A great deal has happened in Alberta since my last Medical Matters and I would like to share a few thoughts with everyone. I recognize these are very difficult times for physicians, as they are for many Albertans. I admit I’m no longer on the front lines of clinical practice and therefore can’t directly relate to the stress people are feeling right now, but that doesn’t mean I’ve forgotten what it’s like to care for patients and work in a health system. I also have a relatively unique perspective because of my background and I would like to share some of my thoughts with you.
We have a Council Position Statement and our standards of practice to help guide you. What I’m about to share is not an official CPSA position, nor is it direction to physicians on how they must act in the months to come. These are thoughts shared from someone who has lived and worked in several different provinces and countries, and practised medicine in different jurisdictions during times of peace and times of conflict.
No easy solutions to complex problems
During my time with the Canadian Armed Forces (CAF), I was very fortunate to have a year of strategic leadership training. One of the key components of that training was understanding how to manage complex problems. During that time, we heard from many brilliant leaders but one statement has really stuck with me. The CAF Chief of Defence Staff, Gen. Jonathan Vance, reminded us that in today’s world conflicts, there are no winners, because complex problems don’t have simple solutions and what is a “win” to one person is a “loss” to another. Changes applied to one part of the problem just create problems in other parts of the problem. All you can hope for is continuous gradual improvements over time. I would like everyone to consider that in Alberta’s current context.

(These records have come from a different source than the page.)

// Copyright (c) 2019 Georg Brandl.  Licensed under the Apache License,
// Version 2.0 <LICENSE-APACHE or http://www.apache.org/licenses/LICENSE-2.0>
// or the MIT license <LICENSE-MIT or http://opensource.org/licenses/MIT>, at
// your option. This file may not be copied, modified, or distributed except
// according to those terms.

/// Millimeters per inch.
pub const MM_PER_INCH: f64 = 25.4;

/// Helper for converting a floating number with the given number of decimal
/// figures to an integer (e.g. `59.1` with one figure is `591`), or a suitable
/// error.
pub fn num_to_int<T>(inp: f64, figures: i32, max: u32, err: impl FnOnce(f64) -> T) -> Result<u32, T> {
    let v = inp * 10f64.powi(figures);
    if v.round() >= max as f64 {
        Err(err(inp))
    } else if (v.round() - v).abs() < 0.0001 && v >= 0. {
        Ok(v.round() as u32)
    } else {
        Err(err(inp))
    }
}

/// Round to a fixed number of decimal places.
pub fn round_to(value: f64, precision: u32) -> f64 {
    let f = 10f64.powi(precision as i32);
    let r = (value * f).round() / f;
    // avoid rendering "-0"
    if r == 0. { 0. } else { r }
}

/// Format a number for G-code output: fixed precision, trailing zeros and
/// a trailing decimal point removed.
pub fn format_num(value: f64, precision: u32) -> String {
    let s = format!("{:.*}", precision as usize, round_to(value, precision));
    if s.contains('.') {
        s.trim_end_matches('0').trim_end_matches('.').to_string()
    } else {
        s
    }
}

/// Equality up to the given number of decimal places.
pub fn same_at(a: f64, b: f64, precision: u32) -> bool {
    round_to(a, precision) == round_to(b, precision)
}
//! OpenSearch query builders.
//!
//! This module turns listing criteria and a page request into a search body.

use serde_json::{json, Map, Value};

use crate::opensearch::index_config::TEXT_FIELDS;
use listing_indexer_shared::{PageRequest, SearchCriteria, SortOrder};

/// Build an OpenSearch search body from criteria and a page request.
///
/// Every present criteria field becomes a `match` clause in `bool.must`, so
/// fields combine with AND. With no criteria the query is `match_all`.
pub fn build_search_query(criteria: &SearchCriteria, page: &PageRequest) -> Value {
    let mut body = Map::new();
    body.insert("query".to_string(), build_criteria_query(criteria));
    body.insert("from".to_string(), json!(page.offset()));
    body.insert("size".to_string(), json!(page.size));

    if !page.sort.is_empty() {
        let sort: Vec<Value> = page.sort.iter().map(build_sort_clause).collect();
        body.insert("sort".to_string(), Value::Array(sort));
    }

    Value::Object(body)
}

fn build_criteria_query(criteria: &SearchCriteria) -> Value {
    let mut must = Vec::new();

    if let Some(make) = &criteria.make {
        must.push(match_clause("make", json!(make)));
    }
    if let Some(model) = &criteria.model {
        must.push(match_clause("model", json!(model)));
    }
    if let Some(year) = criteria.year {
        must.push(match_clause("year", json!(year)));
    }
    if let Some(min_price) = criteria.min_price {
        must.push(match_clause("minPrice", json!(min_price)));
    }
    if let Some(max_price) = criteria.max_price {
        must.push(match_clause("maxPrice", json!(max_price)));
    }
    if let Some(color) = &criteria.color {
        must.push(match_clause("color", json!(color)));
    }

    if must.is_empty() {
        return json!({ "match_all": {} });
    }

    json!({
        "bool": {
            "must": must
        }
    })
}

fn match_clause(field: &str, value: Value) -> Value {
    json!({ "match": { field: value } })
}

/// Text fields sort on their keyword sub-field.
///
/// The sub-field only exists under the listing mappings. `unmapped_type`
/// keeps the query valid on an index that was created without them.
fn build_sort_clause(order: &SortOrder) -> Value {
    let direction = order.direction.as_str();

    if TEXT_FIELDS.contains(&order.field.as_str()) {
        let field = format!("{}.raw", order.field);
        json!({ field: { "order": direction, "unmapped_type": "keyword" } })
    } else {
        let field = order.field.as_str();
        json!({ field: { "order": direction } })
    }
}

#[cfg(test)]
mod tests {
    use super::*;

    #[test]
    fn test_empty_criteria_matches_all() {
        let query = build_search_query(&SearchCriteria::any(), &PageRequest::default());

        assert!(query["query"]["match_all"].is_object());
        assert_eq!(query["from"], 0);
        assert_eq!(query["size"], 20);
        assert!(query.get("sort").is_none());
    }

    #[test]
    fn test_single_field() {
        let criteria = SearchCriteria::any().with_make("Peugeot");
        let query = build_search_query(&criteria, &PageRequest::default());

        let must = query["query"]["bool"]["must"].as_array().unwrap();
        assert_eq!(must.len(), 1);
        assert_eq!(must[0]["match"]["make"], "Peugeot");
    }

    #[test]
    fn test_all_fields() {
        let criteria = SearchCriteria::any()
            .with_make("Peugeot")
            .with_model("308")
            .with_year(2015)
            .with_min_price(10000.0)
            .with_max_price(12000.0)
            .with_color("black");
        let query = build_search_query(&criteria, &PageRequest::default());

        let must = query["query"]["bool"]["must"].as_array().unwrap();
        assert_eq!(must.len(), 6);
        assert_eq!(must[1]["match"]["model"], "308");
        assert_eq!(must[2]["match"]["year"], 2015);
        assert_eq!(must[3]["match"]["minPrice"], 10000.0);
        assert_eq!(must[4]["match"]["maxPrice"], 12000.0);
        assert_eq!(must[5]["match"]["color"], "black");
    }

    #[test]
    fn test_pagination_and_sort() {
        let page = PageRequest::of(2, 15)
            .with_sort(SortOrder::desc("year"))
            .with_sort(SortOrder::asc("make"));
        let query = build_search_query(&SearchCriteria::any(), &page);

        assert_eq!(query["from"], 30);
        assert_eq!(query["size"], 15);

        let sort = query["sort"].as_array().unwrap();
        assert_eq!(sort[0]["year"]["order"], "desc");
        assert_eq!(sort[1]["make.raw"]["order"], "asc");
    }

    #[test]
    fn test_text_sort_tolerates_missing_keyword_field() {
        let page = PageRequest::default()
            .with_sort(SortOrder::asc("color"))
            .with_sort(SortOrder::desc("minPrice"));
        let query = build_search_query(&SearchCriteria::any(), &page);

        let sort = query["sort"].as_array().unwrap();
        assert_eq!(
            sort[0],
            json!({ "color.raw": { "order": "asc", "unmapped_type": "keyword" } })
        );
        assert_eq!(sort[1], json!({ "minPrice": { "order": "desc" } }));
    }
}
//! # Listing Indexer
//!
//! Main library for the car listing indexer.
//!
//! This crate provides the entry point and configuration for running
//! the listing indexer pipeline.

pub mod config;

pub use config::{Dependencies, Settings};

use thiserror::Error;

/// Errors that can occur during indexer initialization or execution.
#[derive(Error, Debug)]
pub enum IndexingError {
    /// Configuration error.
    #[error("Configuration error: {0}")]
    ConfigError(String),

    /// Pipeline error.
    #[error("Pipeline error: {0}")]
    PipelineError(#[from] listing_indexer_pipeline::PipelineError),

    /// Search index error.
    #[error("Search error: {0}")]
    SearchError(#[from] listing_indexer_repository::SearchIndexError),

    /// IO error.
    #[error("IO error: {0}")]
    IoError(#[from] std::io::Error),
}

impl IndexingError {
    /// Create a configuration error.
    pub fn config(msg: impl Into<String>) -> Self {
        Self::ConfigError(msg.into())
    }
}
//! Errors surfaced through the `ListingStore` contract and the breaker.

use thiserror::Error;

/// Message carried by a rejection while the circuit breaker is open.
pub const CIRCUIT_OPEN_MESSAGE: &str = "Circuit Breaker is open!";

/// Failure of a guarded call.
#[derive(Debug, Clone, Error)]
pub enum CallError<E> {
    /// The breaker refused the call; the operation was not invoked.
    #[error("Circuit breaker '{breaker}' rejected the call")]
    Rejected { breaker: String },

    /// The operation ran and failed.
    #[error(transparent)]
    Inner(E),
}

/// Errors returned by `ListingStore` operations.
///
/// Either way the operation did not happen.
#[derive(Debug, Clone, PartialEq, Eq, Error)]
pub enum StoreError {
    /// The index could not be reached or failed to execute the request.
    #[error("Dependency unavailable: {0}")]
    DependencyUnavailable(String),

    /// The circuit breaker is open and refused the call.
    #[error("{0}")]
    DependencyRejected(String),
}

impl StoreError {
    /// Create a dependency-unavailable error.
    pub fn unavailable(msg: impl Into<String>) -> Self {
        Self::DependencyUnavailable(msg.into())
    }

    /// Create the rejection raised while the breaker is open.
    pub fn rejected() -> Self {
        Self::DependencyRejected(CIRCUIT_OPEN_MESSAGE.to_string())
    }

    /// Whether the breaker refused the call.
    pub fn is_rejected(&self) -> bool {
        matches!(self, Self::DependencyRejected(_))
    }
}

impl<E: std::fmt::Display> From<CallError<E>> for StoreError {
    fn from(err: CallError<E>) -> Self {
        match err {
            CallError::Rejected { .. } => Self::rejected(),
            CallError::Inner(e) => Self::unavailable(e.to_string()),
        }
    }
}
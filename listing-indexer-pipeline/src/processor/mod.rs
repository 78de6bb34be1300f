//! Processor module for the listing indexer pipeline.
//!
//! Applies listing events to the store and serves cached listing queries.

mod listing_event_processor;

pub use listing_event_processor::{EventOutcome, ListingEventProcessor};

None of us have easy answers to the problems that exist today, especially in health care. My experience from working in several other health systems is there is no one perfect system—each one has good and bad within it. I’ve also learned there are many ways to provide care and a “standard of care” is a very relative thing. I’ve heard that some doctors are thinking about leaving Alberta and for those who are considering this, I would recommend you take some time before making that decision. I can assure you the grass is not always greener.
Whenever I see success in a health care system, no matter how well funded it is, I see people working together for a common purpose, with good leadership in place. In fact, some of the best care I’ve ever seen has come from people working in some of the most adverse condition imaginable. That is because medicine is founded on people caring for others, which also means caring for each other. This is a time to look after your personal health and the health of your colleagues.
Remembering our values
I recognize there’s a great deal of anger in our profession right now, at a time when many physicians were already burning out. It’s times like this when bad decisions are made that have long-term impacts. Emotions are valuable in making decisions, but we must recognize how those emotions are influencing our decisions and not let them take us down the wrong road. This is especially true at a time where comments made on social media will be there forever. From my experience, complex problems become worse when anger is the emotion that drives decision-making and actions.
"Despite how you may feel at the moment,
you are respected and valued."
Those who rely on their values and ethics to guide them will more often than not do better in the long run. We run into problems when we start justifying reasons to deviate from those values and ethics because of anger. I can assure you that never works out for the best, especially for patients. It’s actually very fortunate that CMA recently renewed their Code of Ethics & Professionalism. I believe it can be the foundation for physicians to fall back on at times like this and I encourage everyone to take a look at this document and use it as a guide moving forward—look after not just the best interests of your patients and the profession, but also your own personal health.
Putting our patients first
In any conflict I’ve seen, there are always innocent bystanders that end up becoming trapped in the middle. In health care, those are the patients. We, as a profession, cannot put our patients in the middle. We must recognize they are struggling with their own concerns and they’re coming to physicians for help with their problems. They don’t need to worry about the medical profession’s problems on top of their own. Clinical encounters need to focus on the patient, not the profession.
I understand most of the anger today is about feeling respected as a core member of the health care team. I would argue that the most important respect needs to come from ourselves, family, patients and colleagues. That is, and always will be, essential to the long-term success of the medical profession. As physicians, we can’t lose sight of that.
I know these are challenging times, but let me leave you with just a couple thoughts: There are no easy solutions to complex problems. Do your best to not make decisions driven by anger. Use values and ethics to guide you through challenging times. And last but certainly not least, look after your own personal health and wellness, in addition to the health and wellness of those around you.
Despite how you may feel at the moment, you are respected and valued.
As always, I appreciate your thoughts.